The researchers found that detection models performed substantially worse in low-resource languages, which have far less training data available. In some experiments, performance dropped significantly when models were applied to low-resource languages instead of widely used ones.
The researchers note that multilingual AI systems continue to reflect underlying data imbalances: systems trained largely on English and other high-resource languages tend to degrade when applied to smaller languages.
Translation and Rewriting Affect Detection
The benchmark also evaluates models on different types of authorship and text transformations. BLUFF includes four content categories: human-written text, AI-generated text, AI-translated text, and hybrid human–AI edited text.
These transformations are designed to reflect how synthetic or manipulated content can appear across languages.
In addition to language differences, the study shows that once text is AI-translated or edited (hybrid human-AI text), it becomes harder for AI systems to determine whether it was written by a human, generated by AI, translated by AI, or edited by both.

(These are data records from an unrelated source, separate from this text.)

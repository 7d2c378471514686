//! Shipping details.

use thiserror::Error;

/// Shipping details collected in the first checkout stage.
///
/// Held only inside the checkout flow; the backend order keeps its own copy.
#[derive(Debug, Clone, Default, PartialEq, Eq)]
pub struct ShippingInfo {
    /// Recipient's full name.
    pub full_name: String,
    /// Contact email, echoed on the confirmation stage.
    pub email: String,
    /// Contact phone for the courier.
    pub phone: String,
    /// Street address.
    pub address: String,
    /// City.
    pub city: String,
    /// State or province.
    pub state: String,
    /// Postal code.
    pub postal_code: String,
    /// Country.
    pub country: String,
}

/// Rejection reason for incomplete shipping details.
#[derive(Debug, Clone, PartialEq, Eq, Error)]
pub enum ShippingError {
    /// A required field was blank.
    #[error("{0} is required")]
    MissingField(&'static str),
}

impl ShippingInfo {
    /// Check that every field carries a non-blank value.
    ///
    /// # Errors
    ///
    /// Returns [`ShippingError::MissingField`] naming the first blank field.
    pub fn validate(&self) -> Result<(), ShippingError> {
        let fields = [
            ("full name", &self.full_name),
            ("email", &self.email),
            ("phone", &self.phone),
            ("address", &self.address),
            ("city", &self.city),
            ("state", &self.state),
            ("postal code", &self.postal_code),
            ("country", &self.country),
        ];

        for (label, value) in fields {
            if value.trim().is_empty() {
                return Err(ShippingError::MissingField(label));
            }
        }

        Ok(())
    }
}
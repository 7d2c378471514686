//! Order models.

use rust_decimal::Decimal;
use serde::Serialize;

/// Status an order is created with. Every later transition (payment
/// confirmation, fulfilment) belongs to the backend, not this core.
#[derive(Debug, Clone, Copy, PartialEq, Eq, Serialize)]
#[serde(rename_all = "lowercase")]
pub enum OrderStatus {
    /// Created, awaiting payment confirmation.
    Pending,
}

/// Payload for creating an order.
#[derive(Debug, Clone, PartialEq, Serialize)]
#[serde(rename_all = "camelCase")]
pub struct NewOrder {
    /// Grand total as computed at submission time: subtotal + shipping + tax.
    pub total_amount: Decimal,

    /// Initial status.
    pub status: OrderStatus,
}

/// Acknowledgement of a created order.
#[derive(Debug, Clone, PartialEq, Eq)]
pub struct CreatedOrder {
    /// Backend identifier of the order, used for line items and payment.
    pub id: String,
}

/// Payload for one order line.
#[derive(Debug, Clone, PartialEq, Serialize)]
#[serde(rename_all = "camelCase")]
pub struct NewOrderItem {
    /// Order the line belongs to.
    pub order_id: String,

    /// Product captured at time of purchase.
    pub product_id: String,

    /// Units purchased.
    pub quantity: u32,

    /// Price per unit at time of purchase.
    pub unit_price: Decimal,

    /// `unit_price × quantity`.
    pub total_price: Decimal,

    /// Artisan the line is attributed to.
    pub artisan_id: String,
}
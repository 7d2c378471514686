//! Money
//!
//! Monetary amounts are [`Decimal`] end to end. The remote services are loose
//! about wire representation, so amounts are coerced rather than parsed
//! strictly: numbers and numeric strings both work, and anything else
//! collapses to zero instead of failing the whole payload.

use rust_decimal::{Decimal, RoundingStrategy};
use serde_json::Value;

/// Coerce a wire value into an amount.
///
/// Accepts JSON numbers and numeric strings; whitespace around a string is
/// ignored. Any other value, including malformed numeric strings, yields
/// [`Decimal::ZERO`].
pub fn coerce_amount(value: &Value) -> Decimal {
    match value {
        Value::Number(number) => number.to_string().parse().unwrap_or(Decimal::ZERO),
        Value::String(text) => text.trim().parse().unwrap_or(Decimal::ZERO),
        _ => Decimal::ZERO,
    }
}

/// Round an amount to whole cents, half away from zero.
pub fn to_cents(amount: Decimal) -> Decimal {
    amount.round_dp_with_strategy(2, RoundingStrategy::MidpointAwayFromZero)
}

/// Format an amount for display in Kenyan shillings.
pub fn format_kes(amount: Decimal) -> String {
    format!("KSh {:.2}", to_cents(amount))
}

#[cfg(test)]
mod tests {
    use serde_json::json;

    use super::*;

    #[test]
    fn coerces_numbers() {
        assert_eq!(coerce_amount(&json!(45)), Decimal::new(45, 0));
        assert_eq!(coerce_amount(&json!(120.5)), Decimal::new(1205, 1));
    }

    #[test]
    fn coerces_numeric_strings() {
        assert_eq!(coerce_amount(&json!("45.60")), Decimal::new(4560, 2));
        assert_eq!(coerce_amount(&json!("  150 ")), Decimal::new(150, 0));
    }

    #[test]
    fn garbage_collapses_to_zero() {
        assert_eq!(coerce_amount(&json!("not a price")), Decimal::ZERO);
        assert_eq!(coerce_amount(&json!(null)), Decimal::ZERO);
        assert_eq!(coerce_amount(&json!({ "amount": 45 })), Decimal::ZERO);
        assert_eq!(coerce_amount(&json!([45])), Decimal::ZERO);
    }

    #[test]
    fn rounds_half_away_from_zero() {
        assert_eq!(to_cents(Decimal::new(45605, 3)), Decimal::new(4561, 2));
        assert_eq!(to_cents(Decimal::new(456, 1)), Decimal::new(4560, 2));
    }

    #[test]
    fn formats_kes() {
        assert_eq!(format_kes(Decimal::new(4806, 1)), "KSh 480.60");
    }
}
use geo::BoundingRect;
use serde::{Deserialize, Serialize};

use crate::feature_table::PanelFeature;

/// Axis-aligned bounds of the dataset in WGS84 lon/lat.
///
/// Serialized order is always [minLng, minLat, maxLng, maxLat], the
/// order MapLibre's `fitBounds` accepts.
#[derive(Debug, Clone, Copy, PartialEq, Serialize, Deserialize)]
pub struct Bbox {
    pub min_lng: f64,
    pub min_lat: f64,
    pub max_lng: f64,
    pub max_lat: f64,
}

impl Bbox {
    pub fn from_rect(rect: &geo_types::Rect<f64>) -> Self {
        Bbox {
            min_lng: rect.min().x,
            min_lat: rect.min().y,
            max_lng: rect.max().x,
            max_lat: rect.max().y,
        }
    }

    /// Smallest box containing both inputs.
    pub fn merged(&self, other: &Bbox) -> Bbox {
        Bbox {
            min_lng: self.min_lng.min(other.min_lng),
            min_lat: self.min_lat.min(other.min_lat),
            max_lng: self.max_lng.max(other.max_lng),
            max_lat: self.max_lat.max(other.max_lat),
        }
    }

    pub fn to_array(&self) -> [f64; 4] {
        [self.min_lng, self.min_lat, self.max_lng, self.max_lat]
    }

    pub fn key(&self) -> String {
        make_bbox_key(self.min_lng, self.min_lat, self.max_lng, self.max_lat)
    }
}

/// Generate a consistent key for a bounding box: "minLng_minLat_maxLng_maxLat".
pub fn make_bbox_key(min_lng: f64, min_lat: f64, max_lng: f64, max_lat: f64) -> String {
    format!("{}_{}_{}_{}", min_lng, min_lat, max_lng, max_lat)
}

/// Total bounds of a feature slice, `None` when no geometry yields a
/// rectangle (empty table).
pub fn table_bounds(features: &[PanelFeature]) -> Option<Bbox> {
    let mut acc: Option<Bbox> = None;
    for feature in features {
        if let Some(rect) = feature.geometry.bounding_rect() {
            let b = Bbox::from_rect(&rect);
            acc = Some(match acc {
                Some(existing) => existing.merged(&b),
                None => b,
            });
        }
    }
    acc
}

The findings highlight challenges for organizations deploying AI systems to analyze multilingual text — including tools used for brand monitoring, compliance checks, or customer feedback analysis.
Many AI detection systems are evaluated primarily in English or other high-resource languages. The study suggests that performance observed in those languages may not hold across languages or multilingual content pipelines.
For organizations operating across multiple languages, this study highlights the importance of testing AI systems in the languages they are expected to handle rather than assuming uniform multilingual performance.
The researchers have released the benchmark publicly to support further work on multilingual AI robustness and evaluation.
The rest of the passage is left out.